> **Information given**
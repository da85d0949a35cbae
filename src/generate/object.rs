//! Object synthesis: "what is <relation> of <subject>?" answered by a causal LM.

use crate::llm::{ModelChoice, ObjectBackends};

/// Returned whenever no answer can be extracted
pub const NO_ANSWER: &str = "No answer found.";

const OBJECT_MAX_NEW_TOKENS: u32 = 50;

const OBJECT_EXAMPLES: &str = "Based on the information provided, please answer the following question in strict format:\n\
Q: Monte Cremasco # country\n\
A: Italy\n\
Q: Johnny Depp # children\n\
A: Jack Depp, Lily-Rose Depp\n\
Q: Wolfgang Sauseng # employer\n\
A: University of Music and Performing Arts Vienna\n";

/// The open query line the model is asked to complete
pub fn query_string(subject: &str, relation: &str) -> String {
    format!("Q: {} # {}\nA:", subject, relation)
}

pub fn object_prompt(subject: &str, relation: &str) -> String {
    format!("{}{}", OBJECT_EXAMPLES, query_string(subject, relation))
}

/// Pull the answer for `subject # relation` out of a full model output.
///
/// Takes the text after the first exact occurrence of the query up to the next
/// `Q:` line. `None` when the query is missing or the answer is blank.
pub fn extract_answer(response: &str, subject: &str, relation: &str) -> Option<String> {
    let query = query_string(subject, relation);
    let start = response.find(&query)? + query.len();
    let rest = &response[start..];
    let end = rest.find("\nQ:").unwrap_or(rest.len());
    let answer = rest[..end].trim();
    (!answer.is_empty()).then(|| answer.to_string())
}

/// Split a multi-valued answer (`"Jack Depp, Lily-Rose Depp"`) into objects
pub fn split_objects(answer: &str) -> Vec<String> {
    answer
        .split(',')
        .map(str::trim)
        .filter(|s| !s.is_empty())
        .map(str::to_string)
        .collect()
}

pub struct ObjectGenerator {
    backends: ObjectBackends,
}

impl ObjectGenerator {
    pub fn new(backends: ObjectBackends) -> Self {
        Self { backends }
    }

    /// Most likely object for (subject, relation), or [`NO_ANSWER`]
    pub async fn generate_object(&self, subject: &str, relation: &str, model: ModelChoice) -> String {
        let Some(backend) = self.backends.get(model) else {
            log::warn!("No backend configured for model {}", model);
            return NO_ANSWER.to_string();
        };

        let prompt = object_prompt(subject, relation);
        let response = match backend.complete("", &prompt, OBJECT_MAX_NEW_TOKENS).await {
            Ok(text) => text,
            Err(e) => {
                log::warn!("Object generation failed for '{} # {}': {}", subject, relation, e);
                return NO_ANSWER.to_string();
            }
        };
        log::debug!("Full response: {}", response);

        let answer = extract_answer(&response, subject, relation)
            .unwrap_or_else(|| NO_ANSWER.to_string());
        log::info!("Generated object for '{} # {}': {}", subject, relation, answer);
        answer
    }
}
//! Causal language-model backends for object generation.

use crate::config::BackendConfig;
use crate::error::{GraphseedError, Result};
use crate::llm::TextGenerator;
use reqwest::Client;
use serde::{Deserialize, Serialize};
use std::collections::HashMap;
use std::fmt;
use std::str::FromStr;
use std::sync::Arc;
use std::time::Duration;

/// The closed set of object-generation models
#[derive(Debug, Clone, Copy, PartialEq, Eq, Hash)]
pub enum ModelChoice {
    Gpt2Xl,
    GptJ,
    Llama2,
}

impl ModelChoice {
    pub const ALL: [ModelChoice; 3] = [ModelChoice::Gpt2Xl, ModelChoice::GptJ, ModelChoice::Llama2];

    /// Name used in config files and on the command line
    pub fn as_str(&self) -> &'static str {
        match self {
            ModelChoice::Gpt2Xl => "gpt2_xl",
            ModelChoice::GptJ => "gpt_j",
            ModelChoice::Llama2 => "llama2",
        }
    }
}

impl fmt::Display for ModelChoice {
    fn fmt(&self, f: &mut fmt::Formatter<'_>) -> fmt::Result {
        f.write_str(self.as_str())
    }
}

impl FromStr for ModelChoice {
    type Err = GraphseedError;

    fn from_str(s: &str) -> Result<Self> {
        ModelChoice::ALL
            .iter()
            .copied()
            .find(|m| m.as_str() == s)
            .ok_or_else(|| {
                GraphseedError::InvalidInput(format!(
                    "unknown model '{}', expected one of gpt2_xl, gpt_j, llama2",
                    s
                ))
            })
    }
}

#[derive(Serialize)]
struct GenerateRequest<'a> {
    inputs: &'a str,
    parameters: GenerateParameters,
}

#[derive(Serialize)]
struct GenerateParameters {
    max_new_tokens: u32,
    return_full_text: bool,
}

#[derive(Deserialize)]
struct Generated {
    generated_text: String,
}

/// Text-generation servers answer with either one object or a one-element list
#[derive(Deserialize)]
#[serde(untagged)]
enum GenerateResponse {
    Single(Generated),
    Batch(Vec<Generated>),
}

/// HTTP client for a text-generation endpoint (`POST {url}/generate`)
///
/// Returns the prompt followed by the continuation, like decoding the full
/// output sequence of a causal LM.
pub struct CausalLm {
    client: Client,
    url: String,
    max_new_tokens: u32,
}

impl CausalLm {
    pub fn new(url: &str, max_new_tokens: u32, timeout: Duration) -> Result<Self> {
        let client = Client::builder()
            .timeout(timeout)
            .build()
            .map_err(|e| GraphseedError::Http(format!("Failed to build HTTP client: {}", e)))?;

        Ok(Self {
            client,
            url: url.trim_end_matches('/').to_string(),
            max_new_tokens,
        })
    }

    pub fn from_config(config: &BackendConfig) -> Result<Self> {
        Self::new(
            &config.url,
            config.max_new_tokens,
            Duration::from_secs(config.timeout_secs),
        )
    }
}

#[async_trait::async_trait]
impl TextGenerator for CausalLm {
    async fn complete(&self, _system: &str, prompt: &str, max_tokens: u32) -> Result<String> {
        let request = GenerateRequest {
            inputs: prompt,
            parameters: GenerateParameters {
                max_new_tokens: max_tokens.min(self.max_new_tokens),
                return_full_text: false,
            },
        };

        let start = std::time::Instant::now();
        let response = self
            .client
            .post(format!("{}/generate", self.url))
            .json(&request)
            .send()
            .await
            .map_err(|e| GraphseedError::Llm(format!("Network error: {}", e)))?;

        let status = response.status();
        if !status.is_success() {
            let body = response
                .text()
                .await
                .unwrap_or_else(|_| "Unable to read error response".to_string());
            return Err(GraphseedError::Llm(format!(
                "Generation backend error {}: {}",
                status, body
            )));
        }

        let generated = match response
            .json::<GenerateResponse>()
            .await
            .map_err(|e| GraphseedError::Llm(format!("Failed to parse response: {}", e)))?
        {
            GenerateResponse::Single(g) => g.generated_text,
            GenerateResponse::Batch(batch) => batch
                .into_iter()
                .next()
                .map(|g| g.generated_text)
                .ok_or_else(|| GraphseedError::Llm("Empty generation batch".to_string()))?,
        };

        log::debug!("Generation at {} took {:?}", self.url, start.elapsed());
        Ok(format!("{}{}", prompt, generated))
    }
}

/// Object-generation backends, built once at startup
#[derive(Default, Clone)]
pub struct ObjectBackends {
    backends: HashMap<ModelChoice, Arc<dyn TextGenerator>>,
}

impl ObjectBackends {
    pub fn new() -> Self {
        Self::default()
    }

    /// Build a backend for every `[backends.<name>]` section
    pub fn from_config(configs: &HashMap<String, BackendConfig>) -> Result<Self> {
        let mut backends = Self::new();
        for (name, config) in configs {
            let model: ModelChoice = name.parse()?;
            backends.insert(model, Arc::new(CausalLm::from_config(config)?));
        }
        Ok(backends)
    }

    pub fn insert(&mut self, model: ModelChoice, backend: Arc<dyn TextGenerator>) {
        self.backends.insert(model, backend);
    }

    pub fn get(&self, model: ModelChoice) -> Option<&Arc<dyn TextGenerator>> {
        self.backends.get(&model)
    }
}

> **Your task**
Without omission, return all of the records exactly as given.

> **Result**
repository da85d0949a35cbae
filename src/generate/object.rs
//! Object synthesis: "what is <relation> of <subject>?" answered by a causal LM.

use crate::llm::{ModelChoice, ObjectBackends};

/// Returned whenever no answer can be extracted
pub const NO_ANSWER: &str = "No answer found.";

const OBJECT_MAX_NEW_TOKENS: u32 = 50;

const OBJECT_EXAMPLES: &str = "Based on the information provided, please answer the following question in strict format:\n\
Q: Monte Cremasco # country\n\
A: Italy\n\
Q: Johnny Depp # children\n\
A: Jack Depp, Lily-Rose Depp\n\
Q: Wolfgang Sauseng # employer\n\
A: University of Music and Performing Arts Vienna\n";

/// The open query line the model is asked to complete
pub fn query_string(subject: &str, relation: &str) -> String {
    format!("Q: {} # {}\nA:", subject, relation)
}

pub fn object_prompt(subject: &str, relation: &str) -> String {
    format!("{}{}", OBJECT_EXAMPLES, query_string(subject, relation))
}

/// Pull the answer for `subject # relation` out of a full model output.
///
/// Takes the text after the first exact occurrence of the query up to the next
/// `Q:` line. `None` when the query is missing or the answer is blank.
pub fn extract_answer(response: &str, subject: &str, relation: &str) -> Option<String> {
    let query = query_string(subject, relation);
    let start = response.find(&query)? + query.len();
    let rest = &response[start..];
    let end = rest.find("\nQ:").unwrap_or(rest.len());
    let answer = rest[..end].trim();
    (!answer.is_empty()).then(|| answer.to_string())
}

/// Split a multi-valued answer (`"Jack Depp, Lily-Rose Depp"`) into objects
pub fn split_objects(answer: &str) -> Vec<String> {
    answer
        .split(',')
        .map(str::trim)
        .filter(|s| !s.is_empty())
        .map(str::to_string)
        .collect()
}

pub struct ObjectGenerator {
    backends: ObjectBackends,
}

impl ObjectGenerator {
    pub fn new(backends: ObjectBackends) -> Self {
        Self { backends }
    }

    /// Most likely object for (subject, relation), or [`NO_ANSWER`]
    pub async fn generate_object(&self, subject: &str, relation: &str, model: ModelChoice) -> String {
        let Some(backend) = self.backends.get(model) else {
            log::warn!("No backend configured for model {}", model);
            return NO_ANSWER.to_string();
        };

        let prompt = object_prompt(subject, relation);
        let response = match backend.complete("", &prompt, OBJECT_MAX_NEW_TOKENS).await {
            Ok(text) => text,
            Err(e) => {
                log::warn!("Object generation failed for '{} # {}': {}", subject, relation, e);
                return NO_ANSWER.to_string();
            }
        };
        log::debug!("Full response: {}", response);

        let answer = extract_answer(&response, subject, relation)
            .unwrap_or_else(|| NO_ANSWER.to_string());
        log::info!("Generated object for '{} # {}': {}", subject, relation, answer);
        answer
    }
}
//! Causal language-model backends for object generation.

use crate::config::BackendConfig;
use crate::error::{GraphseedError, Result};
use crate::llm::TextGenerator;
use reqwest::Client;
use serde::{Deserialize, Serialize};
use std::collections::HashMap;
use std::fmt;
use std::str::FromStr;
use std::sync::Arc;
use std::time::Duration;

/// The closed set of object-generation models
#[derive(Debug, Clone, Copy, PartialEq, Eq, Hash)]
pub enum ModelChoice {
    Gpt2Xl,
    GptJ,
    Llama2,
}

impl ModelChoice {
    pub const ALL: [ModelChoice; 3] = [ModelChoice::Gpt2Xl, ModelChoice::GptJ, ModelChoice::Llama2];

    /// Name used in config files and on the command line
    pub fn as_str(&self) -> &'static str {
        match self {
            ModelChoice::Gpt2Xl => "gpt2_xl",
            ModelChoice::GptJ => "gpt_j",
            ModelChoice::Llama2 => "llama2",
        }
    }
}

impl fmt::Display for ModelChoice {
    fn fmt(&self, f: &mut fmt::Formatter<'_>) -> fmt::Result {
        f.write_str(self.as_str())
    }
}

impl FromStr for ModelChoice {
    type Err = GraphseedError;

    fn from_str(s: &str) -> Result<Self> {
        ModelChoice::ALL
            .iter()
            .copied()
            .find(|m| m.as_str() == s)
            .ok_or_else(|| {
                GraphseedError::InvalidInput(format!(
                    "unknown model '{}', expected one of gpt2_xl, gpt_j, llama2",
                    s
                ))
            })
    }
}

#[derive(Serialize)]
struct GenerateRequest<'a> {
    inputs: &'a str,
    parameters: GenerateParameters,
}

#[derive(Serialize)]
struct GenerateParameters {
    max_new_tokens: u32,
    return_full_text: bool,
}

#[derive(Deserialize)]
struct Generated {
    generated_text: String,
}

/// Text-generation servers answer with either one object or a one-element list
#[derive(Deserialize)]
#[serde(untagged)]
enum GenerateResponse {
    Single(Generated),
    Batch(Vec<Generated>),
}

/// HTTP client for a text-generation endpoint (`POST {url}/generate`)
///
/// Returns the prompt followed by the continuation, like decoding the full
/// output sequence of a causal LM.
pub struct CausalLm {
    client: Client,
    url: String,
    max_new_tokens: u32,
}

impl CausalLm {
    pub fn new(url: &str, max_new_tokens: u32, timeout: Duration) -> Result<Self> {
        let client = Client::builder()
            .timeout(timeout)
            .build()
            .map_err(|e| GraphseedError::Http(format!("Failed to build HTTP client: {}", e)))?;

        Ok(Self {
            client,
            url: url.trim_end_matches('/').to_string(),
            max_new_tokens,
        })
    }

    pub fn from_config(config: &BackendConfig) -> Result<Self> {
        Self::new(
            &config.url,
            config.max_new_tokens,
            Duration::from_secs(config.timeout_secs),
        )
    }
}

#[async_trait::async_trait]
impl TextGenerator for CausalLm {
    async fn complete(&self, _system: &str, prompt: &str, max_tokens: u32) -> Result<String> {
        let request = GenerateRequest {
            inputs: prompt,
            parameters: GenerateParameters {
                max_new_tokens: max_tokens.min(self.max_new_tokens),
                return_full_text: false,
            },
        };

        let start = std::time::Instant::now();
        let response = self
            .client
            .post(format!("{}/generate", self.url))
            .json(&request)
            .send()
            .await
            .map_err(|e| GraphseedError::Llm(format!("Network error: {}", e)))?;

        let status = response.status();
        if !status.is_success() {
            let body = response
                .text()
                .await
                .unwrap_or_else(|_| "Unable to read error response".to_string());
            return Err(GraphseedError::Llm(format!(
                "Generation backend error {}: {}",
                status, body
            )));
        }

        let generated = match response
            .json::<GenerateResponse>()
            .await
            .map_err(|e| GraphseedError::Llm(format!("Failed to parse response: {}", e)))?
        {
            GenerateResponse::Single(g) => g.generated_text,
            GenerateResponse::Batch(batch) => batch
                .into_iter()
                .next()
                .map(|g| g.generated_text)
                .ok_or_else(|| GraphseedError::Llm("Empty generation batch".to_string()))?,
        };

        log::debug!("Generation at {} took {:?}", self.url, start.elapsed());
        Ok(format!("{}{}", prompt, generated))
    }
}

/// Object-generation backends, built once at startup
#[derive(Default, Clone)]
pub struct ObjectBackends {
    backends: HashMap<ModelChoice, Arc<dyn TextGenerator>>,
}

impl ObjectBackends {
    pub fn new() -> Self {
        Self::default()
    }

    /// Build a backend for every `[backends.<name>]` section
    pub fn from_config(configs: &HashMap<String, BackendConfig>) -> Result<Self> {
        let mut backends = Self::new();
        for (name, config) in configs {
            let model: ModelChoice = name.parse()?;
            backends.insert(model, Arc::new(CausalLm::from_config(config)?));
        }
        Ok(backends)
    }

    pub fn insert(&mut self, model: ModelChoice, backend: Arc<dyn TextGenerator>) {
        self.backends.insert(model, backend);
    }

    pub fn get(&self, model: ModelChoice) -> Option<&Arc<dyn TextGenerator>> {
        self.backends.get(&model)
    }
}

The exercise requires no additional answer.